As we listened to background music that reminded me of a country bar, Adel told me stories about his life. He loved to watch my brow furrow in confusion or my eyes widen with disbelief as he described life under "the brother leader." Maybe it was a great relief for him to see the truth written across my face.

Take, for example, his story of purchasing a car. His adventure started late one Friday afternoon, when an announcement was made at the military office where he worked: Any employee who wanted to buy a vehicle must bring a down payment of 2,000 dinars to their supervisor the following Monday, because the government was expecting a shipment of cars from across the Mediterranean.

Like most of his colleagues, Adel had nowhere near enough money, so he spent his weekend frantically contacting friends and family, securing small cash loans for this rare opportunity. On Monday morning, he handed his supervisor a thick envelope stuffed with cash. Two years later, when the long-awaited car shipment finally arrived, he spent a day at the port watching other government employees drive away in gleaming new Volkswagen Jettas, until there were no more cars to be distributed.

A year after that he was summoned back to port and presented with a candy-apple red Tata—the Indian version of a Yugo—a car not much bigger than a golf cart. He never asked why it took more than three years for his car to arrive, or why some colleagues who paid the same amount received a Jetta—that would have been unwise.

As his story drew to a close, Adel began to laugh at my shocked expression. His wife, Fauziya, joined in, and so did Ismail, holding his forehead in his hands and chuckling when he met their gaze. Pretty soon I was laughing, too—but my amusement had barbed edges of sorrow and guilt: I knew that in less than three weeks I would return home, where car dealerships lined the crowded freeways and I could purchase almost any kind I wanted for no money down.

But Adel and his family would remain in Libya, with his tiny Tata locked up in his garage, this car he could not afford to drive because his only investment in his family's future was to sell this new car, which was a rare commodity in Libya.

During the three weeks I spent in Libya, Qaddafi followed me everywhere—peering down from billboards lining the highway, dangling from the rearview mirror of taxis, accosting me in hotel lobbies and restaurants.

Each street was marked with Qaddafi's signature green: doors, lampposts, window frames of otherwise stately buildings that recalled Italy's colonial presence. Even at a museum filled with artifacts of the Roman empire, I found a marble bust of Qaddafi standing conspicuously beside one of a Roman emperor.

One day, as we passed a large mural bearing his profile, my daughter turned to me abruptly. "Is that man a movie star?" she asked, pointing to him. And then, as we continued walking, she mumbled: "I'm glad we don't have that movie star at home, Mom. He's not handsome at all—and he doesn't look funny, either."

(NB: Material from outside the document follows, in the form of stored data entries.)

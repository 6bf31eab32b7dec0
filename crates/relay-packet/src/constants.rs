//! Protocol constants
//!
//! Discriminant bytes, wire sizes and field bounds shared by handheld, tower
//! and base station firmware.

// ============================================================================
// Packet Types
// ============================================================================

/// Status report (handheld → tower → base).
pub const PKT_STATUS: u8 = 0x01;
/// Response to a status report (base → tower → handheld).
pub const PKT_RESPONSE: u8 = 0x02;

// ============================================================================
// Status Codes
// ============================================================================

/// Emergency / critical.
pub const STATUS_RED: u8 = 1;
/// Safe / OK.
pub const STATUS_GREEN: u8 = 2;
/// Need food, water or medical supplies.
pub const STATUS_BLUE: u8 = 3;

// ============================================================================
// Response Codes
// ============================================================================

/// Negative response (`response_code` of a RESPONSE packet).
pub const RESPONSE_CODE_NEGATIVE: u8 = 0;
/// Positive response (`response_code` of a RESPONSE packet).
pub const RESPONSE_CODE_POSITIVE: u8 = 1;

// ============================================================================
// Ack Values
// ============================================================================

/// Message rejected.
pub const ACK_REJECTED: u8 = 0;
/// Message accepted. Any nonzero `ack_ok` also means accepted.
pub const ACK_OK: u8 = 1;

// ============================================================================
// Sizes
// ============================================================================

/// Size of an extended status payload on the wire.
pub const STATUS_PAYLOAD_SIZE: usize = 23;
/// Size of a compact status payload on the wire.
pub const COMPACT_PAYLOAD_SIZE: usize = 14;
/// Size of an ack on the wire.
pub const ACK_SIZE: usize = 3;

// ============================================================================
// Field Bounds
// ============================================================================

/// Fixed-point scale of latitude/longitude (degrees * 1e7).
pub const COORD_SCALE: i32 = 10_000_000;
/// Number of seconds in a day; `timestamp_utc` must be below this.
pub const SECONDS_PER_DAY: u32 = 86_400;
/// Largest valid month.
pub const MAX_MONTH: u8 = 12;
/// Largest valid day of month.
pub const MAX_DAY: u8 = 31;
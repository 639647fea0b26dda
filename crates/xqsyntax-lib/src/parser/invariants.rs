//! Invariant checks excluded from coverage reports.

#![cfg_attr(coverage_nightly, coverage(off))]

use super::core::Parser;
use super::cst::SyntaxKind;

impl Parser<'_> {
    #[inline]
    pub(super) fn ensure_progress(&self) {
        assert!(
            self.debug_fuel.get() != 0,
            "parser is stuck: too many lookaheads"
        );
        self.debug_fuel.set(self.debug_fuel.get() - 1);
    }

    #[inline]
    pub(super) fn assert_current(&mut self, expected_kind: SyntaxKind) {
        let current_kind = self.current();
        assert_eq!(
            current_kind, expected_kind,
            "broken parser invariant: expected {:?} but found {:?} (upstream caller's responsibility)",
            expected_kind, current_kind,
        );
    }
}
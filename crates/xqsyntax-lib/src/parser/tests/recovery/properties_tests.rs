use proptest::prelude::*;
use xqsyntax_core::SourceText;

use crate::parser::{Parser, parse};

fn xquery_fragments() -> impl Strategy<Value = String> {
    let pieces = prop::sample::select(vec![
        "(", ")", "(:", ":)", "<a>", "</a>", "</b>", "<", "/>", "{", "}", "[", "]", "\"", "'",
        " ", "\n", "1", "2.5", "1e", "$x", "a:b", "Q{u}n", ";", ",", ":=", "+", "*", "/", "//",
        "@", "..", "for", "let", "in", "return", "where", "if", "then", "else", "declare",
        "function", "variable", "element", "contains text", "ftand", "insert node", "into",
        "block", "while", "try", "catch", "&lt;", "&bogus;", "(#", "#)", "<!--", "-->", "<?",
        "?>", "~", "\u{10000}",
    ]);
    prop::collection::vec(pieces, 0..40).prop_map(|v| v.concat())
}

fn utf16_noise() -> impl Strategy<Value = Vec<u16>> {
    prop::collection::vec(any::<u16>(), 0..64)
}

proptest! {
    #[test]
    fn never_fails(input in xquery_fragments()) {
        let source = SourceText::from(input.as_str());
        prop_assert!(parse(&source).is_ok());
    }

    #[test]
    fn leaves_reproduce_input(input in xquery_fragments()) {
        let source = SourceText::from(input.as_str());
        let parse = parse(&source).unwrap();
        prop_assert_eq!(parse.leaf_text(), input);
        prop_assert_eq!(parse.root().text_range(), source.full_range());
    }

    #[test]
    fn leaves_are_contiguous(input in xquery_fragments()) {
        let source = SourceText::from(input.as_str());
        let parse = parse(&source).unwrap();
        let mut offset = 0u32;
        for token in parse.root().tokens() {
            prop_assert_eq!(u32::from(token.text_range().start()), offset);
            offset = u32::from(token.text_range().end());
        }
        prop_assert_eq!(offset, u32::from(source.len()));
    }

    #[test]
    fn deterministic(input in xquery_fragments()) {
        let source = SourceText::from(input.as_str());
        let first = parse(&source).unwrap();
        let second = parse(&source).unwrap();
        prop_assert_eq!(first.dump_cst_spans(), second.dump_cst_spans());
        prop_assert_eq!(first.diagnostics(), second.diagnostics());
    }

    #[test]
    fn unpaired_surrogates_never_fail(units in utf16_noise()) {
        let source = SourceText::from(units);
        let parse = Parser::for_source(&source).parse().unwrap();
        prop_assert_eq!(parse.root().text_range(), source.full_range());
    }

    #[test]
    fn shallow_limit_never_fails(input in xquery_fragments()) {
        let source = SourceText::from(input.as_str());
        let parse = Parser::for_source(&source).with_recursion_limit(4).parse().unwrap();
        prop_assert_eq!(parse.leaf_text(), input);
    }
}
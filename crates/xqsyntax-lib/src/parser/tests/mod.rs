mod grammar {
    mod constructors_tests;
    mod expressions_tests;
    mod flwor_tests;
    mod full_text_tests;
    mod paths_tests;
    mod prolog_tests;
    mod scripting_tests;
    mod trivia_tests;
    mod types_tests;
    mod update_tests;
}

mod recovery {
    mod incomplete_tests;
    mod limits_tests;
    mod properties_tests;
    mod unexpected_tests;
}
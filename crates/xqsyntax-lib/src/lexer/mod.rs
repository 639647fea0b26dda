//! Lexers for XQuery source.
//!
//! Tokens carry kind and span only; text is sliced from the source when needed.
//!
//! ## Resumable scanning
//!
//! Every lexer implements [`Lexer`]: it can be started on any sub-range of a
//! buffer in any state it previously reported, and will then produce the same
//! tokens a full left-to-right scan produced from that point. The state is a
//! plain `u32` so editors can store it per line.
//!
//! ## Layers
//!
//! - [`XQueryLexer`]: the primary multi-state lexer with an explicit state stack
//! - [`XQDocLexer`]: lexer for the body of `(:~ ... :)` documentation comments
//! - [`LexerComposition`]: runs a secondary lexer over selected primary tokens
//!
//! ## Error handling
//!
//! The lexers never fail. Unknown characters become `BadCharacter` tokens,
//! consecutive ones coalesced; unterminated constructs end in a zero-width
//! `Incomplete*` token at end of input.

mod composition;
mod references;
mod xqdoc;
mod xquery;


use text_size::{TextRange, TextSize};
use xqsyntax_core::SourceText;

use crate::parser::cst::SyntaxKind;

pub use composition::{Composition, LexerComposition, XQDOC_STATE_ID};
pub use xqdoc::XQDocLexer;
pub use xquery::XQueryLexer;

/// Externally storable lexer state.
pub type LexerState = u32;

/// Zero-copy token: kind + span, text retrieved from the [`SourceText`] when needed.
#[derive(Debug, Clone, Copy, PartialEq, Eq)]
pub struct Token {
    pub kind: SyntaxKind,
    pub span: TextRange,
}

impl Token {
    #[inline]
    pub fn new(kind: SyntaxKind, span: TextRange) -> Self {
        Self { kind, span }
    }
}

/// Incremental lexer interface.
///
/// After [`Lexer::start`] the lexer is positioned on its first token;
/// [`Lexer::advance`] moves to the next one. `token_kind` returns `None` once
/// the range is exhausted.
pub trait Lexer<'src> {
    /// Start scanning `buffer[start..end]` in `state`.
    fn start(&mut self, buffer: &'src [u16], start: usize, end: usize, state: LexerState);

    fn advance(&mut self);

    fn token_kind(&self) -> Option<SyntaxKind>;

    fn token_start(&self) -> usize;

    fn token_end(&self) -> usize;

    /// State at the start of the current token.
    fn state(&self) -> LexerState;

    fn token(&self) -> Option<Token> {
        let kind = self.token_kind()?;
        let span = TextRange::new(
            TextSize::from(self.token_start() as u32),
            TextSize::from(self.token_end() as u32),
        );
        Some(Token::new(kind, span))
    }
}

/// Lazy token stream paired with the resume state of each token.
pub struct Tokens<'src> {
    lexer: LexerComposition<'src>,
}

impl Iterator for Tokens<'_> {
    type Item = (Token, LexerState);

    fn next(&mut self) -> Option<Self::Item> {
        let token = self.lexer.token()?;
        let state = self.lexer.state();
        self.lexer.advance();
        Some((token, state))
    }
}

/// Tokenizes `source` from `offset` onwards, starting in `state`.
///
/// `state` must be `0` at offset 0, or a state previously reported for a
/// token starting at `offset`.
pub fn tokenize_from(source: &SourceText, offset: TextSize, state: LexerState) -> Tokens<'_> {
    let buffer = source.units();
    let mut lexer = LexerComposition::xquery();
    lexer.start(buffer, usize::from(offset), buffer.len(), state);
    Tokens { lexer }
}

/// Tokenizes the whole of `source`.
pub fn tokenize(source: &SourceText) -> Tokens<'_> {
    tokenize_from(source, TextSize::from(0), 0)
}

/// Tokenizes source into a vector of span-based tokens.
pub fn lex(source: &SourceText) -> Vec<Token> {
    tokenize(source).map(|(token, _)| token).collect()
}

/// Retrieves the text slice for a token.
#[inline]
pub fn token_text(source: &SourceText, token: &Token) -> String {
    source.text(token.span)
}
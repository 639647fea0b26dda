//! Modules, version declarations and the prolog.

use tracing::trace;

use crate::parser::Parser;
use crate::parser::event::Marker;
use crate::parser::cst::SyntaxKind::{self, *};

use super::COMPATIBILITY_ANNOTATIONS;

/// Keywords that may follow `declare` to start a prolog declaration.
const DECLARATION_KEYWORDS: &[&str] = &[
    "default",
    "boundary-space",
    "base-uri",
    "construction",
    "ordering",
    "copy-namespaces",
    "decimal-format",
    "revalidation",
    "ft-option",
    "namespace",
    "context",
    "option",
    "variable",
    "function",
];

impl Parser<'_> {
    /// `VersionDecl? (LibraryModule | MainModule) (";" VersionDecl? MainModule)*`
    ///
    /// Main modules separated by `;` are MarkLogic transactions. Anything
    /// left over is recovered one token at a time.
    pub(crate) fn parse_module(&mut self) {
        let m = self.start();
        if !self.eof() {
            self.parse_module_unit();
        }
        while !self.should_stop() {
            if self.at(Separator) {
                trace!(pos = self.pos, "transaction separator");
                self.bump();
                self.parse_module_unit();
            } else {
                self.recover_token();
            }
        }
        m.complete(self, Module);
    }

    fn parse_module_unit(&mut self) {
        self.parse_version_decl();
        if self.at_keyword("module") && self.nth_at_keyword(1, "namespace") {
            self.parse_library_module();
        } else {
            self.parse_main_module();
        }
    }

    /// `"xquery" (("encoding" StringLiteral) | ("version" StringLiteral ("encoding" StringLiteral)?)) ";"`
    fn parse_version_decl(&mut self) -> bool {
        if !(self.at_keyword("xquery")
            && (self.nth_at_keyword(1, "version") || self.nth_at_keyword(1, "encoding")))
        {
            return false;
        }
        let m = self.start();
        self.bump_keyword();
        if self.eat_keyword("version") {
            self.expect_string_literal();
        }
        if self.eat_keyword("encoding") {
            self.expect_string_literal();
        }
        self.expect(Separator, "`;`");
        m.complete(self, VersionDecl);
        true
    }

    /// `ModuleDecl Prolog`
    fn parse_library_module(&mut self) {
        let m = self.start();
        let d = self.start();
        self.bump_keyword();
        self.bump_keyword();
        self.expect_ncname("namespace prefix");
        self.expect(Equal, "`=`");
        self.expect_uri_literal();
        self.expect(Separator, "`;`");
        d.complete(self, ModuleDecl);
        self.parse_prolog();
        m.complete(self, LibraryModule);
    }

    /// `Prolog QueryBody`
    fn parse_main_module(&mut self) {
        let m = self.start();
        let prolog = self.parse_prolog();
        if !self.parse_expr(QueryBody) && prolog {
            self.error_expected("query body");
        }
        if m.is_empty(self) {
            m.drop(self);
        } else {
            m.complete(self, MainModule);
        }
    }

    fn parse_prolog(&mut self) -> bool {
        let m = self.start();
        while self.parse_prolog_decl() {}
        if m.is_empty(self) {
            m.drop(self);
            false
        } else {
            m.complete(self, Prolog);
            true
        }
    }

    fn at_declaration(&mut self) -> bool {
        if !self.at_keyword("declare") {
            return false;
        }
        if self.nth(1) == AnnotationIndicator {
            return true;
        }
        DECLARATION_KEYWORDS
            .iter()
            .chain(COMPATIBILITY_ANNOTATIONS)
            .any(|k| self.nth_at_keyword(1, k))
    }

    fn parse_prolog_decl(&mut self) -> bool {
        if self.at_keyword("import") {
            return self.parse_import();
        }
        if !self.at_declaration() {
            return false;
        }

        let m = self.start();
        self.bump_keyword();
        let keyword = self.nth_text(0);
        let kind = match keyword.as_str() {
            "default" => self.parse_default_decl(),
            "boundary-space" => self.parse_keyword_choice(BoundarySpaceDecl, &["preserve", "strip"]),
            "base-uri" => {
                self.bump_keyword();
                self.expect_uri_literal();
                BaseUriDecl
            }
            "construction" => self.parse_keyword_choice(ConstructionDecl, &["strip", "preserve"]),
            "ordering" => self.parse_keyword_choice(OrderingModeDecl, &["ordered", "unordered"]),
            "revalidation" => self.parse_keyword_choice(RevalidationDecl, &["strict", "lax", "skip"]),
            "copy-namespaces" => {
                self.parse_keyword_choice(CopyNamespacesDecl, &["preserve", "no-preserve"]);
                self.expect(Comma, "`,`");
                if self.at_any_keyword(&["inherit", "no-inherit"]) {
                    self.bump_keyword();
                } else {
                    self.error_expected("`inherit` or `no-inherit`");
                }
                CopyNamespacesDecl
            }
            "decimal-format" => {
                self.bump_keyword();
                self.expect_eqname(QName, "decimal format name");
                self.parse_decimal_format_properties();
                DecimalFormatDecl
            }
            "ft-option" => {
                self.bump_keyword();
                if !self.parse_ft_match_options() {
                    self.error_expected("`using`");
                }
                FtOptionDecl
            }
            "namespace" => {
                self.bump_keyword();
                self.expect_ncname("namespace prefix");
                self.expect(Equal, "`=`");
                self.expect_uri_literal();
                NamespaceDecl
            }
            "context" => {
                self.bump_keyword();
                self.expect_keyword("item");
                self.parse_type_declaration();
                self.parse_variable_value();
                ContextItemDecl
            }
            "option" => {
                self.bump_keyword();
                self.expect_eqname(QName, "option name");
                self.expect_string_literal();
                OptionDecl
            }
            _ => return self.parse_annotated_decl(m),
        };
        self.expect(Separator, "`;`");
        m.complete(self, kind);
        true
    }

    /// `keyword ("a" | "b" | ...)` for the single-choice setters.
    fn parse_keyword_choice(&mut self, kind: SyntaxKind, choices: &[&str]) -> SyntaxKind {
        self.bump_keyword();
        if self.at_any_keyword(choices) {
            self.bump_keyword();
        } else {
            let expected = choices
                .iter()
                .map(|c| format!("`{c}`"))
                .collect::<Vec<_>>()
                .join(" or ");
            self.error_expected(&expected);
        }
        kind
    }

    /// Declarations starting with `declare default`.
    fn parse_default_decl(&mut self) -> SyntaxKind {
        self.bump_keyword();
        if self.at_any_keyword(&["element", "function"]) {
            self.bump_keyword();
            self.expect_keyword("namespace");
            self.expect_uri_literal();
            return DefaultNamespaceDecl;
        }
        if self.eat_keyword("collation") {
            self.expect_uri_literal();
            return DefaultCollationDecl;
        }
        if self.eat_keyword("order") {
            self.expect_keyword("empty");
            if self.at_any_keyword(&["greatest", "least"]) {
                self.bump_keyword();
            } else {
                self.error_expected("`greatest` or `least`");
            }
            return EmptyOrderDecl;
        }
        if self.eat_keyword("decimal-format") {
            self.parse_decimal_format_properties();
            return DecimalFormatDecl;
        }
        self.error_expected("`element`, `function`, `collation`, `order` or `decimal-format`");
        DefaultNamespaceDecl
    }

    /// `(NCName "=" StringLiteral)*`
    fn parse_decimal_format_properties(&mut self) {
        while self.at(NCName) && self.nth(1) == Equal {
            let m = self.start();
            self.bump_keyword();
            self.bump();
            self.expect_string_literal();
            m.complete(self, DecimalFormatProperty);
        }
    }

    /// `Annotation* (VarDecl | FunctionDecl)` after `declare`.
    ///
    /// `AnnotatedDecl` only appears when there is at least one annotation;
    /// otherwise the variable or function declaration starts at `declare`.
    fn parse_annotated_decl(&mut self, m: Marker) -> bool {
        let mut annotated = false;
        loop {
            if self.at(AnnotationIndicator) {
                self.parse_annotation();
            } else if self.at_any_keyword(COMPATIBILITY_ANNOTATIONS) {
                let a = self.start();
                self.bump_keyword();
                a.complete(self, CompatibilityAnnotation);
            } else {
                break;
            }
            annotated = true;
        }

        if !annotated {
            let kind = self.parse_var_or_function_decl();
            self.expect(Separator, "`;`");
            m.complete(self, kind);
            return true;
        }
        let d = self.start();
        let kind = self.parse_var_or_function_decl();
        d.complete(self, kind);
        self.expect(Separator, "`;`");
        m.complete(self, AnnotatedDecl);
        true
    }

    fn parse_var_or_function_decl(&mut self) -> SyntaxKind {
        if self.eat_keyword("variable") {
            self.expect_var_binding();
            self.parse_type_declaration();
            self.parse_variable_value();
            return VarDecl;
        }
        if self.eat_keyword("function") {
            self.expect_eqname(QName, "function name");
            if self.at(ParenOpen) {
                self.parse_param_list();
            } else {
                self.error_expected("`(`");
            }
            self.parse_type_declaration();
            if !self.eat_keyword("external") && !self.parse_block(EnclosedExpr) {
                self.error_expected("function body");
            }
            return FunctionDecl;
        }
        self.error_expected("`variable` or `function`");
        VarDecl
    }

    /// `(":=" ExprSingle) | ("external" (":=" ExprSingle)?)`
    fn parse_variable_value(&mut self) {
        if self.eat(Assign) {
            self.expect_expr_single();
        } else if self.eat_keyword("external") {
            if self.eat(Assign) {
                self.expect_expr_single();
            }
        } else {
            self.error_expected("`:=` or `external`");
        }
    }

    /// `"%" EQName ("(" Literal ("," Literal)* ")")?`
    pub(super) fn parse_annotation(&mut self) {
        self.assert_current(AnnotationIndicator);
        let m = self.start();
        self.bump();
        self.expect_eqname(QName, "annotation name");
        if self.eat(ParenOpen) {
            loop {
                if !self.parse_literal() {
                    self.error_expected("literal");
                }
                if !self.eat(Comma) {
                    break;
                }
            }
            self.expect(ParenClose, "`)`");
        }
        m.complete(self, Annotation);
    }

    /// `"(" (Param ("," Param)*)? ")"`
    pub(super) fn parse_param_list(&mut self) {
        if !self.at(ParenOpen) {
            self.error_expected("`(`");
            return;
        }
        let m = self.start();
        self.bump();
        if self.at(VariableIndicator) {
            loop {
                let p = self.start();
                self.expect_var_binding();
                self.parse_type_declaration();
                p.complete(self, Param);
                if !self.eat(Comma) {
                    break;
                }
            }
        }
        self.expect(ParenClose, "`)`");
        m.complete(self, ParamList);
    }

    /// `import schema`, `import module` and MarkLogic's `import stylesheet`.
    fn parse_import(&mut self) -> bool {
        let kind = if self.nth_at_keyword(1, "schema") {
            SchemaImport
        } else if self.nth_at_keyword(1, "module") {
            ModuleImport
        } else if self.nth_at_keyword(1, "stylesheet") {
            StylesheetImport
        } else {
            return false;
        };
        let m = self.start();
        self.bump_keyword();
        self.bump_keyword();
        match kind {
            SchemaImport => {
                self.parse_schema_prefix();
                self.expect_uri_literal();
                self.parse_location_hints();
            }
            ModuleImport => {
                if self.eat_keyword("namespace") {
                    self.expect_ncname("namespace prefix");
                    self.expect(Equal, "`=`");
                }
                self.expect_uri_literal();
                self.parse_location_hints();
            }
            _ => {
                self.expect_keyword("at");
                self.expect_uri_literal();
            }
        }
        self.expect(Separator, "`;`");
        m.complete(self, kind);
        true
    }

    /// `("namespace" NCName "=") | ("default" "element" "namespace")`
    fn parse_schema_prefix(&mut self) {
        let m = self.start();
        if self.eat_keyword("namespace") {
            self.expect_ncname("namespace prefix");
            self.expect(Equal, "`=`");
        } else if self.at_keyword("default") && self.nth_at_keyword(1, "element") {
            self.bump_keyword();
            self.bump_keyword();
            self.expect_keyword("namespace");
        } else {
            m.drop(self);
            return;
        }
        m.complete(self, SchemaPrefix);
    }

    /// `("at" URILiteral ("," URILiteral)*)?`
    fn parse_location_hints(&mut self) {
        if !self.eat_keyword("at") {
            return;
        }
        loop {
            self.expect_uri_literal();
            if !self.eat(Comma) {
                break;
            }
        }
    }
}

Later, Ismail translated as I shared this story, while we sat on thin cushions on the floor of my mother-in-law's sparse home, drinking syrupy green tea out of tiny glass cups. Her hand flew reflexively to her face to hide her smile, and then, for the only time during our visit, her face grew stern and disapproving. She pressed her finger to her lips, and in a forceful whisper, reprimanded me to never again speak this way in Libya.

To live with abuse is to master a complex code of silence and denial. One learns quickly which truths are too dangerous to be spoken, and out of self-preservation one learns a million ways to deny one's misery: Late one morning, just as we arrived at the old market in downtown Tripoli for a day of shopping, Qaddafi announced on the radio that all businesses must close immediately because he was about to speak on Libyan state television.

Shopkeepers frantically gathered up their wares and shuttered their storefronts, and we returned to the home of my sister-in-law, who suggested we spend the afternoon cooking a traditional Libyan meal together, completely ignoring the strange disruption of our day.

My Libyan in-laws showered me with kindness and generosity, squeezing fresh orange juice for me each morning, insisting I sleep in their beds while they slept on the floor, presenting me with tea and homemade sweets all day long. They did everything within their power to make me enjoy this isolated, fearful place. Over and over again I thanked them, telling them how happy I was to be there.